----- SOURCE RECORDS -----

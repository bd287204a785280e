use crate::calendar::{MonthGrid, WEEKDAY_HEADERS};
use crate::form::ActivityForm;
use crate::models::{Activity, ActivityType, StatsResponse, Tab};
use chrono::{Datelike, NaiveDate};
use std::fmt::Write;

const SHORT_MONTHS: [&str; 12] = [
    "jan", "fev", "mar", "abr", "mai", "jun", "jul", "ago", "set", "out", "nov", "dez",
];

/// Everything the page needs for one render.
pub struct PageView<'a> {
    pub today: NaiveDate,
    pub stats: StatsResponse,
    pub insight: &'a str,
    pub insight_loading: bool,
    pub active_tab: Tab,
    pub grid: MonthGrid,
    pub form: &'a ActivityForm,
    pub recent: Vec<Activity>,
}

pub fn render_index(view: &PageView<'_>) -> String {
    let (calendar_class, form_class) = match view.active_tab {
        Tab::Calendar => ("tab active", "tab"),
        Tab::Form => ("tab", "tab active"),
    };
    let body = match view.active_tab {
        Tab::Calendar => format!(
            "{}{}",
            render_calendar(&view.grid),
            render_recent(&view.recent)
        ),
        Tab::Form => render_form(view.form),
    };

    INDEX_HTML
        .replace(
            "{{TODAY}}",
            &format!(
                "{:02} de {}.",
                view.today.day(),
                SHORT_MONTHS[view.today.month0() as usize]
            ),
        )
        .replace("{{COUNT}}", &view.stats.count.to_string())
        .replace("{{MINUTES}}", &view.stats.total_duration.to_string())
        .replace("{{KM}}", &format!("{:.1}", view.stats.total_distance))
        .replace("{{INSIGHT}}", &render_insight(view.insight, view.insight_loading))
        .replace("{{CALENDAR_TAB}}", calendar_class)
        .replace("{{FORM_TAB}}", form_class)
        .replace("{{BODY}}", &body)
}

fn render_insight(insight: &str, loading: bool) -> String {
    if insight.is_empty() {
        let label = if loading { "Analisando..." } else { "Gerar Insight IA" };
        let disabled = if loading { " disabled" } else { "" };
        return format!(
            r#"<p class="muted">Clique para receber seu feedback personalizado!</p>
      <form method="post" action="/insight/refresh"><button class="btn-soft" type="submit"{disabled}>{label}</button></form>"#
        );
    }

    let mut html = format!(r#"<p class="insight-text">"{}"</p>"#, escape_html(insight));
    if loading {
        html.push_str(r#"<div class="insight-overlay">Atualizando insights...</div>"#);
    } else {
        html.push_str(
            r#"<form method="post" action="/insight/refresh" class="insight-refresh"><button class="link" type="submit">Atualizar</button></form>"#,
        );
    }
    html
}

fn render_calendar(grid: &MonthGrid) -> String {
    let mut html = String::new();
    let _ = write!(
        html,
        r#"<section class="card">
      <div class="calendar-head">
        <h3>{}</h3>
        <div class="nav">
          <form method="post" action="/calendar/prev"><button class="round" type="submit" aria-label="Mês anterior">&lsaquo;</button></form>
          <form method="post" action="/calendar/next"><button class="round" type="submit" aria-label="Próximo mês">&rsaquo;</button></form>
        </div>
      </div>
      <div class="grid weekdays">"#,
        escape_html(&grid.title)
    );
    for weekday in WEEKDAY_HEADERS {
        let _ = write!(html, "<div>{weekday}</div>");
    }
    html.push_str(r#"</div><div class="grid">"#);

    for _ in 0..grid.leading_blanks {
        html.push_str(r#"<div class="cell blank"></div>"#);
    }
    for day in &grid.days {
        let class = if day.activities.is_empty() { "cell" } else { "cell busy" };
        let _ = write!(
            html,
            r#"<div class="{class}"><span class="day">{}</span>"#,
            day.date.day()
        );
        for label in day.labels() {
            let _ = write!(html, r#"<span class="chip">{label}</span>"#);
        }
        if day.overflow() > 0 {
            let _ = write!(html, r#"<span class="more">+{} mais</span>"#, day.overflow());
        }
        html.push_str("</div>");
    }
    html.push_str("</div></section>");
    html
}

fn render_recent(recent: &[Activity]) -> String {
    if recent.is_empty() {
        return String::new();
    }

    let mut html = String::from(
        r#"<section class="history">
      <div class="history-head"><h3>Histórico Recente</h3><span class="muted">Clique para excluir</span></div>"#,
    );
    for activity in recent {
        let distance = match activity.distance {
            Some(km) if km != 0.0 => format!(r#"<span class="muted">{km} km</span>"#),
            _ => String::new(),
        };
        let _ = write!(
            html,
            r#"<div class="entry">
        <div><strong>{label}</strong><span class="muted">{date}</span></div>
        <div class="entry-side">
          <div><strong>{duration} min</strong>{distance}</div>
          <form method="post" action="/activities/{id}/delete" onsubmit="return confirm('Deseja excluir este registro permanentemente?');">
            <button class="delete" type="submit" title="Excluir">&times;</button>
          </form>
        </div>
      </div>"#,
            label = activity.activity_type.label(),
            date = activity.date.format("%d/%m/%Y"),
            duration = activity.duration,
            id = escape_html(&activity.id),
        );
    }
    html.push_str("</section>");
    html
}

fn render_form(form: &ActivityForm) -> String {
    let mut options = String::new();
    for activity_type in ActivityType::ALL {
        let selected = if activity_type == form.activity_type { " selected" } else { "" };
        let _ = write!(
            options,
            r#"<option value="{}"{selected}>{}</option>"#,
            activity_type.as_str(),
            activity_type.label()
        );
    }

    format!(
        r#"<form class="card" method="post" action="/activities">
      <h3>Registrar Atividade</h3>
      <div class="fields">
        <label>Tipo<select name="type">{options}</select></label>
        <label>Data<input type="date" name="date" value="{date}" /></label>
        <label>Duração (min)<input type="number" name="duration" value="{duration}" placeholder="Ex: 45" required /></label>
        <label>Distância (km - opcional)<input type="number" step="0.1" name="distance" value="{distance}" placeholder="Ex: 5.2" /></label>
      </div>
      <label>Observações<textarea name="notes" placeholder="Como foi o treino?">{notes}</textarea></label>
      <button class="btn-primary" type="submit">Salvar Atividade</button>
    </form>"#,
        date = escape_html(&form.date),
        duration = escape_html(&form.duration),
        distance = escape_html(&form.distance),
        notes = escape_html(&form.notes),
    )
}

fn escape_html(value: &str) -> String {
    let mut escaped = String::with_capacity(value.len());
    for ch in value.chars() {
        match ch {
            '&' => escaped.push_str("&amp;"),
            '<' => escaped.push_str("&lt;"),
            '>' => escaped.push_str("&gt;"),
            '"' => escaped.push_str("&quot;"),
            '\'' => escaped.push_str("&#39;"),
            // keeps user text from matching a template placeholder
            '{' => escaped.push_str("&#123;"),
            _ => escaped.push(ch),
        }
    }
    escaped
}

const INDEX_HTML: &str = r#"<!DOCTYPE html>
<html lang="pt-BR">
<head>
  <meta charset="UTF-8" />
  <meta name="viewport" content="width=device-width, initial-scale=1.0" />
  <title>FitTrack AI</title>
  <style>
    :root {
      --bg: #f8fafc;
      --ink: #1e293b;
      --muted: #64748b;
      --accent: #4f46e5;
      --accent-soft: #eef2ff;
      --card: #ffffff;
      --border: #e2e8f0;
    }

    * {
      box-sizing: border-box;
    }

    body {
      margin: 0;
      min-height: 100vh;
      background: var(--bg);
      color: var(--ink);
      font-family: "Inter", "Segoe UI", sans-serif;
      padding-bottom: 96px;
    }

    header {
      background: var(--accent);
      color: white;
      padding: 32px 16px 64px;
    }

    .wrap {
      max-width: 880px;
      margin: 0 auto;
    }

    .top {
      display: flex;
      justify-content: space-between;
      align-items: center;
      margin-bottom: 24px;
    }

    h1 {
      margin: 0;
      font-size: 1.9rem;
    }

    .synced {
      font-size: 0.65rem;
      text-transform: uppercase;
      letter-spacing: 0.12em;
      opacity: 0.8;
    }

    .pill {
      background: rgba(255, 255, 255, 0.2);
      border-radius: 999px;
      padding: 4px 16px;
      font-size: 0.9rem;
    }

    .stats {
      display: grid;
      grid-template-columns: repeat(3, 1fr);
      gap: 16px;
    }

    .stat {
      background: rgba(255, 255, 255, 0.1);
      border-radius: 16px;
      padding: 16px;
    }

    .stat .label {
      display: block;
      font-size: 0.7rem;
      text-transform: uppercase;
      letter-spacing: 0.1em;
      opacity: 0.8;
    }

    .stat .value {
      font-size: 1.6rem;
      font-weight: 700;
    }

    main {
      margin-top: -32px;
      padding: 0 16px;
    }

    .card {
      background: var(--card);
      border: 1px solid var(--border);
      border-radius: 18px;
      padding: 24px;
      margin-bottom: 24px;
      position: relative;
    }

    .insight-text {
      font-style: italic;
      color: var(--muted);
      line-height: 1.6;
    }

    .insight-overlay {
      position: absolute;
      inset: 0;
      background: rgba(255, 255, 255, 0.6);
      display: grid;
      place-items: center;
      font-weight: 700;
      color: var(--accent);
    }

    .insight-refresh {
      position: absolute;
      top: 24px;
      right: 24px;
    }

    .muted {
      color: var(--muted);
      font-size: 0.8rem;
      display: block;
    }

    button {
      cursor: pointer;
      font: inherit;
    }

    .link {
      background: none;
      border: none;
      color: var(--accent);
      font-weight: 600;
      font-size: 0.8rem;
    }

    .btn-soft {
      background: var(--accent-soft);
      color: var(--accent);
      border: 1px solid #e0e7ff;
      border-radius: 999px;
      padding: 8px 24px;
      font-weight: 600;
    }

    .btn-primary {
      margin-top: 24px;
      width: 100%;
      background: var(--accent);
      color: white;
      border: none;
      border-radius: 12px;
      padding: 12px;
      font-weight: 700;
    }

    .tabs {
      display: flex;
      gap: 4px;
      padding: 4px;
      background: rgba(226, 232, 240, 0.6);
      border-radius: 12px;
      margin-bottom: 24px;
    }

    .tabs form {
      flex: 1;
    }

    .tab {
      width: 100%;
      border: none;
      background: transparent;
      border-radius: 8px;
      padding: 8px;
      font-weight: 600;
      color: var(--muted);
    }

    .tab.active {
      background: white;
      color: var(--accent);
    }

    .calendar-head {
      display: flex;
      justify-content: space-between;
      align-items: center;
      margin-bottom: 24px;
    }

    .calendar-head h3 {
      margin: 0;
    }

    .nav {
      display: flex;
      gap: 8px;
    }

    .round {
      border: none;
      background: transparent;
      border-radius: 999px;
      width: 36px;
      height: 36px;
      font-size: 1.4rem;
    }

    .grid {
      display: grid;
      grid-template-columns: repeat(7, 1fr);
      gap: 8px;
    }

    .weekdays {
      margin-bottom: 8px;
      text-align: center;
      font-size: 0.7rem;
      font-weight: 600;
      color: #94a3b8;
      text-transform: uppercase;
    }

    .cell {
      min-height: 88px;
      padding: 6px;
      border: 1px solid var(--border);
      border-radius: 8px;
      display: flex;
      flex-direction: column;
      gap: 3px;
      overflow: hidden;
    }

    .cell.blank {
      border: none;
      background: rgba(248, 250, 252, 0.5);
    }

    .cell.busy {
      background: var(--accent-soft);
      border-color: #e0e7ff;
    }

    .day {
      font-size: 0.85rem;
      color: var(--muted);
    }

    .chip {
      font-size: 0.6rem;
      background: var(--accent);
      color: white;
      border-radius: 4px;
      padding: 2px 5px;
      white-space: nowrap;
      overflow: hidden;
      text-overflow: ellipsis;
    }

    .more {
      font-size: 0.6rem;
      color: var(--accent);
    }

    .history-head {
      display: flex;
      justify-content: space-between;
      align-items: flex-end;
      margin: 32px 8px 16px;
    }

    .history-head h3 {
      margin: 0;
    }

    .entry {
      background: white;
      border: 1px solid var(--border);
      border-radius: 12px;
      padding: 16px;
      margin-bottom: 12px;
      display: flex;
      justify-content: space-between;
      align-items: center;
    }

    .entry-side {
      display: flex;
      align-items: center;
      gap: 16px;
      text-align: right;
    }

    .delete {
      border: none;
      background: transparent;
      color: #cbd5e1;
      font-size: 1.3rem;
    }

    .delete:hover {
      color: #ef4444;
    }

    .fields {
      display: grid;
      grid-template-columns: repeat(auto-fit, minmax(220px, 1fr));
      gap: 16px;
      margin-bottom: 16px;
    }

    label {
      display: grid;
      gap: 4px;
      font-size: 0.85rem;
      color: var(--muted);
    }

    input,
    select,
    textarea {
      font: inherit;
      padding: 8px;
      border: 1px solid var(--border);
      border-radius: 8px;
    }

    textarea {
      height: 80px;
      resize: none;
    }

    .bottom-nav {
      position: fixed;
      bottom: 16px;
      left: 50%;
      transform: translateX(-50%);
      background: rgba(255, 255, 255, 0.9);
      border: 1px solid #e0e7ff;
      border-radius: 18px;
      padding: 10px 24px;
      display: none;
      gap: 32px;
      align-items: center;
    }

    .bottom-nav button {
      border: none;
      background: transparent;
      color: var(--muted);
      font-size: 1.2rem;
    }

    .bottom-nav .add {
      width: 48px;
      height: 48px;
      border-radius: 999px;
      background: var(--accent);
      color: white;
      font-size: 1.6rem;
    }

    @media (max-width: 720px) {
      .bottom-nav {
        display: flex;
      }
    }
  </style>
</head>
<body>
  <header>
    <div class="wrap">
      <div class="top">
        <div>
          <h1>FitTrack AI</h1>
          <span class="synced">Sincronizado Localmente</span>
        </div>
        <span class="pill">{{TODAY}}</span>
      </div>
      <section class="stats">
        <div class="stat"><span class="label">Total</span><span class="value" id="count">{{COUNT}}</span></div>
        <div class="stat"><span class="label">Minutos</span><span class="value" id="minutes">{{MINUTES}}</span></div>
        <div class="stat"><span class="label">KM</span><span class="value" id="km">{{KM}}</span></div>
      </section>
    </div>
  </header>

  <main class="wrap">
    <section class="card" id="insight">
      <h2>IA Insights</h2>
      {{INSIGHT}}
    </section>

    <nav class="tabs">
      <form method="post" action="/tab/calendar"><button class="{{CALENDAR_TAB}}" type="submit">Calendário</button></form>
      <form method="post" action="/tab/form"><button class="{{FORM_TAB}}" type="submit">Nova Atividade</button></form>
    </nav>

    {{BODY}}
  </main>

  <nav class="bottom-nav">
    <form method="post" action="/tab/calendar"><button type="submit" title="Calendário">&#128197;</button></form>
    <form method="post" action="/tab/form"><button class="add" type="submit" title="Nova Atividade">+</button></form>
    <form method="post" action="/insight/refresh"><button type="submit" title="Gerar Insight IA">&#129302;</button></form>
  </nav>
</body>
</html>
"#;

-----

- _WHAT THE EXERCISE ASKS_
Where does the word "spacing" appear in the records? Copy every line that holds it.

- _WRITTEN RESPONSE_
      letter-spacing: 0.12em;
      letter-spacing: 0.1em;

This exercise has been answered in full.